Biopersistence in the Brain of Aluminum Nanoparticles from Vaccines

Posted by Merinda Teller, Ph.D, MPH on Sep 26, 2017 1:07:12 PM

In the 1990s, French clinicians and researchers began noticing and reporting on a mysterious inflammatory muscle disorder with a distinctive pathological pattern that later earned the name “macrophagic myofasciitis” or MMF.1 Myofasciitis refers to inflammation of muscles and their connective tissue (fascia). 

Initially, the cause and features of MMF were unknown. Subsequent research by French investigators elucidated that the deltoid muscle lesions characteristic of MMF were secondary to intramuscular injection with vaccines containing aluminum hydroxide adjuvants.2 The lesions revealed both an ongoing local immune reaction along with long-term persistence of aluminum hydroxide at the injection site.2

An ongoing series of admirably methodical studies also have confirmed a number of other post-vaccination clinical symptoms associated with MMF.3 These disabling health problems include not just muscle pain but joint pain, chronic fatigue, autonomic nervous system dysfunction, autoimmunity, and cognitive dysfunction.4 The cognitive deficiencies experienced by MMF patients mirror the cognitive impairments that have been observed to result from chronic exposure to aluminum particles.5 Together, all of these dysfunctions are “paradigmatic” of an emerging aluminum-adjuvant-related syndrome that has come to be known as ASIA (autoimmune/inflammatory syndrome induced by adjuvants).6

 man-117588.jpgMMF brain abnormalities visualized

Experimental evidence indicates that injected aluminum particles can “translocate” into brain tissue.7 A new MMF study reports on the brain metabolic abnormalities that result from this translocation, describing both the extent and location of the irregularities.5 Led by a research team at Paris-Est Créteil University (the largest multidisciplinary university in the Paris region), the study retrospectively assessed 100 consecutive MMF patients with varying degrees of neuropsychological alteration. The study site formerly had obtained brain images from all 100 patients (2012–2015) using a noninvasive three-dimensional imaging technology called 18-fluoro-deooxyglucose positron emission tomography/computed tomography (FDG-PET/CT). The patients also previously had undergone a series of neuropsychological tests assessing executive functions (working memory, flexibility, inhibition, and planning); attention; visual and verbal memory; total and delayed recall; and interhemispheric connection.

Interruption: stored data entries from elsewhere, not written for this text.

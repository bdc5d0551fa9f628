//! Bounded timeout and capped exponential backoff for storage calls.
//!
//! Only transient errors (see [`DbError::is_transient`]) are retried.

use crate::{DbError, DbResult};

use std::future::Future;
use std::time::{Duration, SystemTime, UNIX_EPOCH};
use tracing::warn;

#[derive(Debug, Clone)]
pub struct RetryPolicy {
    /// Total attempts including the first one
    pub max_attempts: u32,
    pub base_delay: Duration,
    pub max_delay: Duration,
    /// Per-attempt deadline
    pub timeout: Duration,
    pub jitter_ratio: f64,
}

impl Default for RetryPolicy {
    fn default() -> Self {
        Self {
            max_attempts: 3,
            base_delay: Duration::from_millis(100),
            max_delay: Duration::from_secs(2),
            timeout: Duration::from_secs(5),
            jitter_ratio: 0.2,
        }
    }
}

impl RetryPolicy {
    pub fn new(max_attempts: u32, base_delay: Duration, max_delay: Duration, timeout: Duration) -> Self {
        let base_delay = base_delay.max(Duration::from_millis(1));
        Self {
            max_attempts: max_attempts.max(1),
            base_delay,
            max_delay: max_delay.max(base_delay),
            timeout,
            ..Default::default()
        }
    }

    /// Backoff before retry number `attempt` (1-based), before jitter
    pub fn delay_for(&self, attempt: u32) -> Duration {
        let exp = attempt.saturating_sub(1).min(16);
        self.base_delay
            .saturating_mul(1u32 << exp)
            .min(self.max_delay)
    }

    /// Run `op` until it succeeds, fails permanently, or attempts run out
    pub async fn run<T, F, Fut>(&self, operation: &str, mut op: F) -> DbResult<T>
    where
        F: FnMut() -> Fut,
        Fut: Future<Output = DbResult<T>>,
    {
        let mut attempt = 0;
        loop {
            attempt += 1;

            let result = match tokio::time::timeout(self.timeout, op()).await {
                Ok(result) => result,
                Err(_) => Err(DbError::Timeout(format!(
                    "{} exceeded {}ms",
                    operation,
                    self.timeout.as_millis()
                ))),
            };

            match result {
                Err(e) if e.is_transient() && attempt < self.max_attempts => {
                    let delay = add_jitter(self.delay_for(attempt), self.jitter_ratio);
                    warn!(
                        operation,
                        attempt,
                        delay_ms = delay.as_millis() as u64,
                        error = %e,
                        "Transient storage error, retrying"
                    );
                    tokio::time::sleep(delay).await;
                }
                other => return other,
            }
        }
    }
}

fn add_jitter(delay: Duration, ratio: f64) -> Duration {
    if !(0.0..=1.0).contains(&ratio) {
        return delay;
    }

    let jitter_ms_max = ((delay.as_millis() as f64) * ratio) as u64;
    if jitter_ms_max == 0 {
        return delay;
    }

    let now_nanos = SystemTime::now()
        .duration_since(UNIX_EPOCH)
        .map(|d| d.subsec_nanos() as u64)
        .unwrap_or(0);
    delay + Duration::from_millis(now_nanos % (jitter_ms_max + 1))
}

#[cfg(test)]
mod tests {
    use super::*;
    use std::sync::atomic::{AtomicU32, Ordering};

    fn policy() -> RetryPolicy {
        RetryPolicy::new(
            3,
            Duration::from_millis(10),
            Duration::from_millis(25),
            Duration::from_millis(500),
        )
    }

    #[test]
    fn test_delay_is_capped() {
        let policy = policy();
        assert_eq!(policy.delay_for(1), Duration::from_millis(10));
        assert_eq!(policy.delay_for(2), Duration::from_millis(20));
        assert_eq!(policy.delay_for(3), Duration::from_millis(25));
        assert_eq!(policy.delay_for(30), Duration::from_millis(25));
    }

    #[tokio::test(start_paused = true)]
    async fn test_retries_transient_then_succeeds() {
        let calls = AtomicU32::new(0);
        let result = policy()
            .run("insert_points", || {
                let n = calls.fetch_add(1, Ordering::SeqCst);
                async move {
                    if n == 0 {
                        Err(DbError::Connection("reset by peer".into()))
                    } else {
                        Ok(n)
                    }
                }
            })
            .await;

        assert_eq!(result.unwrap(), 1);
        assert_eq!(calls.load(Ordering::SeqCst), 2);
    }

    #[tokio::test(start_paused = true)]
    async fn test_gives_up_after_max_attempts() {
        let calls = AtomicU32::new(0);
        let result: DbResult<()> = policy()
            .run("get_session", || {
                calls.fetch_add(1, Ordering::SeqCst);
                async { Err(DbError::Timeout("slow".into())) }
            })
            .await;

        assert!(matches!(result, Err(DbError::Timeout(_))));
        assert_eq!(calls.load(Ordering::SeqCst), 3);
    }

    #[tokio::test(start_paused = true)]
    async fn test_permanent_errors_not_retried() {
        let calls = AtomicU32::new(0);
        let result: DbResult<()> = policy()
            .run("insert_session", || {
                calls.fetch_add(1, Ordering::SeqCst);
                async { Err(DbError::Duplicate("key".into())) }
            })
            .await;

        assert!(matches!(result, Err(DbError::Duplicate(_))));
        assert_eq!(calls.load(Ordering::SeqCst), 1);
    }

    #[tokio::test(start_paused = true)]
    async fn test_slow_attempt_times_out() {
        let calls = AtomicU32::new(0);
        let result: DbResult<()> = policy()
            .run("points_for_session", || {
                calls.fetch_add(1, Ordering::SeqCst);
                async {
                    tokio::time::sleep(Duration::from_secs(10)).await;
                    Ok(())
                }
            })
            .await;

        assert!(matches!(result, Err(DbError::Timeout(_))));
        assert_eq!(calls.load(Ordering::SeqCst), 3);
    }
}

The researchers used the test results to delineate four distinct subgroups of MMF patients:

Individuals were considered to have no significant cognitive dysfunction (42%) if all of their tests remained below the pathological threshold.

  1. Patients were designated as having frontal subcortical (FSC) dysfunction (29%) if their executive function tests produced pathological results.
  2. Patients with papezian dysfunction (22%) were the same as subgroup #2 and also had pathological test results for the episodic memory and total and delayed recall tests.
  3. The small subgroup of individuals with callosal disconnection (7%) were the same as subgroups #2 and #3, but with additional pathological results for interhemispheric connection (assessed via dichotic listening).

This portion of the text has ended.